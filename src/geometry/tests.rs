use std::path::Path;

use super::*;
use crate::description::parse_str;
use crate::descriptor::{BoundBench, BoundCurve, BoundGraph, CurveData, Description, build_description};
use crate::expr::EvaluationContext;
use crate::store::Benchmark;
use crate::value::AxisKey;

fn data(points: &[(Value, Value)]) -> CurveData {
    let mut data = CurveData {
        label: "instance".to_string(),
        ..CurveData::default()
    };
    for (x, y) in points {
        data.by_x.entry(AxisKey(x.clone())).or_default().push(y.clone());
        data.by_y.entry(AxisKey(y.clone())).or_default().push(x.clone());
    }
    data
}

fn numeric(points: &[(f64, f64)]) -> CurveData {
    let points: Vec<(Value, Value)> = points
        .iter()
        .map(|(x, y)| (Value::Number(*x), Value::Number(*y)))
        .collect();
    data(&points)
}

/// Lays out a description whose curves receive `datasets` in declaration
/// order.
fn layout(text: &str, mut datasets: Vec<Vec<CurveData>>) -> GeometryModel {
    let mut ctx = EvaluationContext::default();
    let document = parse_str(text, Path::new("geometry.desc"), &ctx).expect("description parses");
    let description = build_description(&document, &mut ctx).expect("description builds");
    assert_eq!(datasets.len(), description.curves.len(), "one dataset per curve");

    let bound = bind_fixture(&description, &mut datasets);
    GeometryEngine::new(&description, ctx.styles())
        .layout(&bound)
        .expect("layout succeeds")
}

fn bind_fixture(description: &Description, datasets: &mut [Vec<CurveData>]) -> Vec<BoundGraph> {
    description
        .graphs
        .iter()
        .map(|graph| BoundGraph {
            graph: graph.id,
            benches: graph
                .benches
                .iter()
                .map(|bench| BoundBench {
                    bench: *bench,
                    benchmark: Benchmark {
                        id: 1,
                        name: "IOR".to_string(),
                        description: None,
                    },
                    curves: description
                        .bench(*bench)
                        .curves
                        .iter()
                        .map(|curve| BoundCurve {
                            curve: *curve,
                            data: std::mem::take(&mut datasets[curve.0]),
                        })
                        .collect(),
                })
                .collect(),
        })
        .collect()
}

fn plotted(graph: &GraphGeometry, curve_id: usize) -> Vec<(f64, f64)> {
    graph
        .points_of(curve_id)
        .map(|point| (point.plotted_x, point.plotted_y))
        .collect()
}

const HEADER: &str = "[graph]\nxtype: linear\nytype: linear\n";

#[test]
fn category_axis_lists_explicit_labels_first() {
    let model = layout(
        "[graph]\nxtype: category\nytype: linear\nxcategories: large\n\
         [bench]\nname: ior\n[curve]\nxval: $SIZE\nyval: $BW\n",
        vec![vec![data(&[
            (Value::text("small"), Value::Number(10.0)),
            (Value::text("large"), Value::Number(20.0)),
            (Value::text("medium"), Value::Number(5.0)),
        ])]],
    );

    let graph = &model.graphs[0];
    let labels: Vec<&str> = graph.x.ticks.iter().map(|tick| tick.label.as_str()).collect();
    assert_eq!(labels, vec!["large", "medium", "small"]);
    assert_eq!(graph.x.ticks[2].position, 3.0);

    let small = graph
        .points
        .iter()
        .find(|point| point.raw_x == Value::text("small"))
        .expect("small is plotted");
    assert_eq!((small.plotted_x, small.plotted_y), (3.0, 10.0));
}

#[test]
fn observed_categories_are_sorted_across_curves() {
    let model = layout(
        "[graph]\nxtype: category\nytype: linear\n[bench]\nname: ior\n\
         [curve]\nxval: $OP\nyval: $BW\n[curve]\nxval: $OP\nyval: $BW\n",
        vec![
            vec![data(&[(Value::text("write"), Value::Number(2.0))])],
            vec![data(&[(Value::text("read"), Value::Number(1.0))])],
        ],
    );

    let graph = &model.graphs[0];
    let labels: Vec<&str> = graph.x.ticks.iter().map(|tick| tick.label.as_str()).collect();
    assert_eq!(labels, vec!["read", "write"]);
    assert_eq!(plotted(graph, 0), vec![(2.0, 2.0)]);
    assert_eq!(plotted(graph, 1), vec![(1.0, 1.0)]);
}

#[test]
fn bar_groups_spread_members_around_the_slot() {
    let bar = "[curve]\nxval: $OP\nyval: $BW\noptions: bar\n";
    let text = format!(
        "[graph]\nxtype: category\nytype: linear\noptions: xoffset\n[bench]\nname: ior\n{bar}{bar}{bar}\
         [curve]\nxval: $OP\nyval: $BW\n"
    );
    let point = || vec![data(&[(Value::text("read"), Value::Number(1.0))])];
    let model = layout(&text, vec![point(), point(), point(), point()]);

    let graph = &model.graphs[0];
    let xs: Vec<f64> = graph.points.iter().map(|point| point.plotted_x).collect();
    assert_eq!(xs, vec![6.0, 7.0, 8.0, 7.0]);
    assert_eq!(graph.x.ticks[0].position, 7.0);
}

#[test]
fn stacking_accumulates_across_curves_of_a_bench() {
    let text = format!(
        "{}options: stack\n[bench]\nname: ior\n\
         [curve]\nxval: $N\nyval: $BW\n\
         [curve]\nxval: $N\nyval: $BW\n\
         [curve]\nxval: $N\nyval: $BW\noptions: no_stack\n",
        HEADER
    );
    let model = layout(
        &text,
        vec![
            vec![numeric(&[(1.0, 10.0), (2.0, 20.0)])],
            vec![numeric(&[(1.0, 5.0)])],
            vec![numeric(&[(1.0, 1.0)])],
        ],
    );

    let graph = &model.graphs[0];
    assert_eq!(plotted(graph, 1), vec![(1.0, 15.0)]);
    assert_eq!(plotted(graph, 2), vec![(1.0, 1.0)]);
    let stacked = graph.points_of(1).next().expect("stacked point");
    assert_eq!(stacked.raw_y, Value::Number(5.0));
}

#[test]
fn normalization_divides_by_the_base_curve() {
    let text = "[graph]\nxtype: linear\nytype: linear\nybase: 0.5\noptions: normalize\n\
                [bench]\nname: ior\n\
                [curve]\nxval: $N\nyval: $BW\noptions: base\n\
                [curve]\nxval: $N\nyval: $BW\n";
    let model = layout(
        text,
        vec![
            vec![numeric(&[(1.0, 10.0), (2.0, 20.0)])],
            vec![numeric(&[(1.0, 30.0), (2.0, 40.0), (3.0, 50.0)])],
        ],
    );

    let graph = &model.graphs[0];
    assert_eq!(plotted(graph, 0), vec![(1.0, 10.0), (2.0, 20.0)]);
    assert_eq!(plotted(graph, 1), vec![(1.0, 3.0), (2.0, 2.0), (3.0, 0.5)]);
}

#[test]
fn skipped_base_curve_is_not_emitted() {
    let text = "[graph]\nxtype: linear\nytype: linear\noptions: normalize\n\
                [bench]\nname: ior\n\
                [curve]\nxval: $N\nyval: $BW\noptions: base, skip\n\
                [curve]\nxval: $N\nyval: $BW\n";
    let model = layout(
        text,
        vec![vec![numeric(&[(1.0, 4.0)])], vec![numeric(&[(1.0, 2.0)])]],
    );

    let graph = &model.graphs[0];
    assert_eq!(graph.curves.len(), 1);
    assert_eq!(plotted(graph, 0), vec![(1.0, 0.5)]);
}

#[test]
fn accumulation_runs_along_the_curve() {
    let text = format!("{HEADER}[bench]\nname: ior\n[curve]\nxval: $N\nyval: $BW\noptions: accum\n");
    let model = layout(&text, vec![vec![numeric(&[(1.0, 1.0), (2.0, 2.0), (3.0, 3.0)])]]);
    assert_eq!(plotted(&model.graphs[0], 0), vec![(1.0, 1.0), (2.0, 3.0), (3.0, 6.0)]);
}

#[test]
fn aggregation_reports_bounds() {
    let text = format!("{HEADER}aggr: avg\n[bench]\nname: ior\n[curve]\nxval: $N\nyval: $BW\n");
    let model = layout(&text, vec![vec![numeric(&[(1.0, 10.0), (1.0, 20.0)])]]);

    let point = &model.graphs[0].points[0];
    assert_eq!(point.plotted_y, 15.0);
    assert_eq!((point.low, point.high), (10.0, 20.0));
    assert_eq!(point.raw_y, Value::Number(15.0));
}

#[test]
fn horizontal_bars_bucket_by_y() {
    let text = "[graph]\nxtype: linear\nytype: category\naggr: avg\n\
                [bench]\nname: ior\n[curve]\nxval: $BW\nyval: $OP\noptions: hbar\n";
    let model = layout(
        text,
        vec![vec![data(&[
            (Value::Number(1.0), Value::text("read")),
            (Value::Number(3.0), Value::text("read")),
        ])]],
    );

    let graph = &model.graphs[0];
    assert_eq!(graph.curves[0].direction, Direction::ByY);
    assert_eq!(plotted(graph, 0), vec![(2.0, 1.0)]);
}

#[test]
fn skip_lists_and_auto_styles() {
    let text = "[graph]\nxtype: linear\nytype: linear\nxskip: 2\n\
                [bench]\nname: ior\n\
                [curve]\nxval: $N\nyval: $BW\n\
                [curve]\nxval: $N\nyval: $BW\ncolor: red\n";
    let model = layout(
        text,
        vec![
            vec![numeric(&[(1.0, 1.0), (2.0, 2.0)]), numeric(&[(1.0, 5.0)])],
            vec![numeric(&[(1.0, 3.0)])],
        ],
    );

    let graph = &model.graphs[0];
    assert_eq!(plotted(graph, 0), vec![(1.0, 1.0)]);
    assert_eq!(graph.curves.len(), 3);
    assert_eq!(graph.curves[0].line.name(), "solid");
    assert_eq!(graph.curves[1].line.name(), "dashed");
    assert_eq!(graph.curves[1].mark.name(), "square");
    assert_eq!(graph.curves[2].color.name(), "red");
}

▬▬▬▬▬▬▬▬▬▬

* Task directions
Copy out the lines of the data where the string "document" occurs.

* Answer space
    let document = parse_str(text, Path::new("geometry.desc"), &ctx).expect("description parses");
    let description = build_description(&document, &mut ctx).expect("description builds");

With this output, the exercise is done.